En el caso de México, las organizaciones de la sociedad civil que empezaron a constituirse, tuvieron que ver con temas locales como las desapariciones de los años 70s, por ejemplo, el Comité Eureka fundado por doña Rosario Ibarra de Piedra es emblemático.

Dependiendo de la coyuntura, la sociedad civil organizada fue tomando banderas, trazando objetivos y realizando acciones en temas de salud sexual y reproductiva, personas con discapacidad; niñas, niños y adolescentes; no discriminación, violencia contra las mujeres, migrantes, etc.

No se trataba ya, como en los viejos tiempos de Romero de Terreros o de Concepción Béistegui, de obras de beneficencia o caridad. Se trataba más bien de cómo coadyuvar al ejercicio de los derechos, sobre todo de personas en situación de vulnerabilidad y de cómo mantenerse atento y crítico a las labores del Estado en cuanto a la planeación e instrumentación de sus políticas públicas.

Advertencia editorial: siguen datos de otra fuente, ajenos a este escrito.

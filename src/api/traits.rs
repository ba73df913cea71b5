//! Trait abstraction for the REST client to enable mocking in tests

use super::error::ApiResult;
use crate::state::models::{
    AppActionResponse, Application, ApplicationDetail, ApplicationItem, ApproveUser,
    ApproveUserRequest, AuthResponse, Comment, CreateApplication, CreateComment,
    CreatePublicApplication, Department, EditApplication, Institute, LoginRequest,
    RegistrationRequest, RejectUserRequest, Role, User,
};
use async_trait::async_trait;

/// Backend operations used by the store, one per endpoint
#[cfg_attr(test, mockall::automock)]
#[async_trait]
pub trait ApiClientTrait: Send + Sync {
    /// Applications authored by the signed-in user
    async fn my_applications(&self) -> ApiResult<Vec<ApplicationItem>>;

    /// Submit an application as the signed-in user
    async fn create_main_application(&self, payload: CreateApplication)
        -> ApiResult<Application>;

    /// Submit an application without an account
    async fn create_public_application(
        &self,
        payload: CreatePublicApplication,
    ) -> ApiResult<Application>;

    async fn institutes(&self) -> ApiResult<Vec<Institute>>;

    async fn departments(&self) -> ApiResult<Vec<Department>>;

    async fn roles(&self) -> ApiResult<Vec<Role>>;

    /// Pending account registrations (administrators only)
    async fn registration_requests(&self) -> ApiResult<Vec<ApproveUser>>;

    async fn approve_registration(&self, request: ApproveUserRequest) -> ApiResult<ApproveUser>;

    async fn reject_registration(&self, request: RejectUserRequest) -> ApiResult<ApproveUser>;

    /// Applications assigned to the signed-in coordinator
    async fn coordination_applications(&self) -> ApiResult<Vec<ApplicationItem>>;

    async fn application_detail(&self, id: u64) -> ApiResult<ApplicationDetail>;

    async fn edit_application(&self, id: u64, payload: EditApplication)
        -> ApiResult<Application>;

    async fn add_comment(&self, comment: CreateComment) -> ApiResult<Comment>;

    async fn approve_application(&self, id: u64) -> ApiResult<AppActionResponse>;

    async fn request_changes(&self, id: u64) -> ApiResult<AppActionResponse>;

    async fn reject_application(&self, id: u64, reason: String) -> ApiResult<AppActionResponse>;

    /// Authenticate; a returned access token is persisted
    async fn login(&self, request: LoginRequest) -> ApiResult<AuthResponse>;

    /// Submit a registration request; a returned access token is persisted
    async fn register(&self, request: RegistrationRequest) -> ApiResult<AuthResponse>;

    /// Profile for the persisted token
    async fn current_user(&self) -> ApiResult<User>;

    /// Whether an access token is persisted
    fn has_token(&self) -> bool;

    /// Forget the persisted token (local only)
    async fn logout(&self);
}
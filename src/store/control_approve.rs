//! Administrator review of account registration requests

use super::{rejection, Phase, Reducer};
use crate::state::models::ApproveUser;

const FALLBACK: &str = "Failed to load users";

#[derive(Debug, Clone, Default, PartialEq)]
pub struct ControlApproveState {
    pub users: Vec<ApproveUser>,
    pub current_user: Option<ApproveUser>,
    pub is_open_approve_modal: bool,
    pub is_open_reject_modal: bool,
    pub is_open_detail_modal: bool,
    pub is_loading_list: bool,
    pub is_loading_request: bool,
    pub error: Option<String>,
}

impl ControlApproveState {
    pub fn any_modal_open(&self) -> bool {
        self.is_open_approve_modal || self.is_open_reject_modal || self.is_open_detail_modal
    }
}

#[derive(Debug, Clone, PartialEq)]
pub enum ControlApproveAction {
    FetchUsers(Phase<Vec<ApproveUser>>),
    Approve(Phase<ApproveUser>),
    Reject(Phase<ApproveUser>),
    SetCurrentUser(ApproveUser),
    ClearCurrentUser,
    OpenApproveModal,
    OpenRejectModal,
    OpenDetailModal,
    CloseModals,
}

impl ControlApproveAction {
    pub fn is_rejected(&self) -> bool {
        match self {
            ControlApproveAction::FetchUsers(p) => p.is_rejected(),
            ControlApproveAction::Approve(p) | ControlApproveAction::Reject(p) => p.is_rejected(),
            _ => false,
        }
    }
}

fn replace_by_id(users: &mut [ApproveUser], updated: ApproveUser) {
    if let Some(slot) = users.iter_mut().find(|u| u.id == updated.id) {
        *slot = updated;
    }
}

pub struct ControlApproveReducer;

impl Reducer for ControlApproveReducer {
    type State = ControlApproveState;
    type Action = ControlApproveAction;

    fn reduce(mut state: ControlApproveState, action: ControlApproveAction) -> ControlApproveState {
        match action {
            ControlApproveAction::FetchUsers(Phase::Pending) => {
                state.is_loading_list = true;
                state.error = None;
            }
            ControlApproveAction::FetchUsers(Phase::Fulfilled(users)) => {
                state.is_loading_list = false;
                state.users = users;
            }
            ControlApproveAction::FetchUsers(Phase::Rejected(message)) => {
                state.is_loading_list = false;
                state.error = rejection(message, FALLBACK);
            }
            ControlApproveAction::Approve(Phase::Pending)
            | ControlApproveAction::Reject(Phase::Pending) => {
                state.is_loading_request = true;
                state.error = None;
            }
            ControlApproveAction::Approve(Phase::Fulfilled(updated)) => {
                replace_by_id(&mut state.users, updated);
                state.is_loading_request = false;
                state.current_user = None;
                state.is_open_approve_modal = false;
            }
            ControlApproveAction::Reject(Phase::Fulfilled(updated)) => {
                replace_by_id(&mut state.users, updated);
                state.is_loading_request = false;
                state.current_user = None;
                state.is_open_reject_modal = false;
            }
            ControlApproveAction::Approve(Phase::Rejected(message))
            | ControlApproveAction::Reject(Phase::Rejected(message)) => {
                state.is_loading_request = false;
                state.error = rejection(message, FALLBACK);
            }
            ControlApproveAction::SetCurrentUser(user) => state.current_user = Some(user),
            ControlApproveAction::ClearCurrentUser => state.current_user = None,
            ControlApproveAction::OpenApproveModal => state.is_open_approve_modal = true,
            ControlApproveAction::OpenRejectModal => state.is_open_reject_modal = true,
            ControlApproveAction::OpenDetailModal => state.is_open_detail_modal = true,
            ControlApproveAction::CloseModals => {
                state.is_open_approve_modal = false;
                state.is_open_reject_modal = false;
                state.is_open_detail_modal = false;
            }
        }
        state
    }
}
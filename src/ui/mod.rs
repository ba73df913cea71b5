//! UI module for rendering the TUI

mod applications;
mod auth;
mod components;
mod control;
mod coordination;
mod forms;
mod home;
mod layout;
mod widgets;
mod wizard;

use crate::app::App;
use crate::state::View;
use ratatui::Frame;

pub use widgets::render_scrollable_list;

/// Main draw function
pub fn draw(frame: &mut Frame, app: &App) {
    let (header_area, main_area) = layout::create_layout(frame.area());
    layout::draw_header(frame, header_area, app);

    match app.state.current_view {
        View::Login => auth::draw_login(frame, main_area, app),
        View::Registration => auth::draw_registration(frame, main_area, app),
        View::PublicApplication => wizard::draw_public_application(frame, main_area, app),
        View::Home => home::draw(frame, main_area, app),
        View::MyApplications => applications::draw_list(frame, main_area, app),
        View::ApplicationDetail => applications::draw_detail(frame, main_area, app),
        View::NewApplication => wizard::draw_new_application(frame, main_area, app),
        View::Coordination => coordination::draw_list(frame, main_area, app),
        View::CoordinationDetail => coordination::draw_detail(frame, main_area, app),
        View::Control => control::draw(frame, main_area, app),
    }

    layout::draw_status_bar(frame, app);

    // Errors are modal and drawn above everything else
    if let Some(error) = app.state.current_error() {
        components::render_error_dialog(frame, error, app.state.queued_errors());
    }
}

Sumar a la sociedad civil tenía que ver con las propias capacidades del Estado y su imposibilidad material de garantizar el ejercicio de todos los derechos que se fueron reconociendo en la segunda mitad del siglo XX y que conocemos como DESCA.

Estos derechos requieren de acciones y políticas públicas que implican un hacer y un dar por parte del Estado. Desde el gobierno, se buscó fortalecer la capacidad de incidencia pública de estas organizaciones que fueron creciendo hasta llegar a alcanzar, de acuerdo con el Registro Nacional de Organizaciones de la Sociedad Civil, un total acumulado de más de 46,000.

Hasta en tanto las Leyes de Desarrollo Social y la Ley de Fomento de las Actividades de la Sociedad Civil no sean modificadas, hay funciones que de alguna manera tendrán que ser retomadas por la Secretaría de Bienestar, aunque no aparezcan ya en el Reglamento Interior.

Si en algún lugar son visibles las acciones de las organizaciones de la sociedad civil es a nivel local, municipal y comunitario. Las tareas hasta hoy desarrolladas no pueden truncarse; necesitan seguir encontrando cauces institucionales nacionales o internacionales.

Se trata de sumar esfuerzos para asumir, conjuntamente, la responsabilidad mayúscula que implica la garantía plena del ejercicio de todos derechos para todas las personas.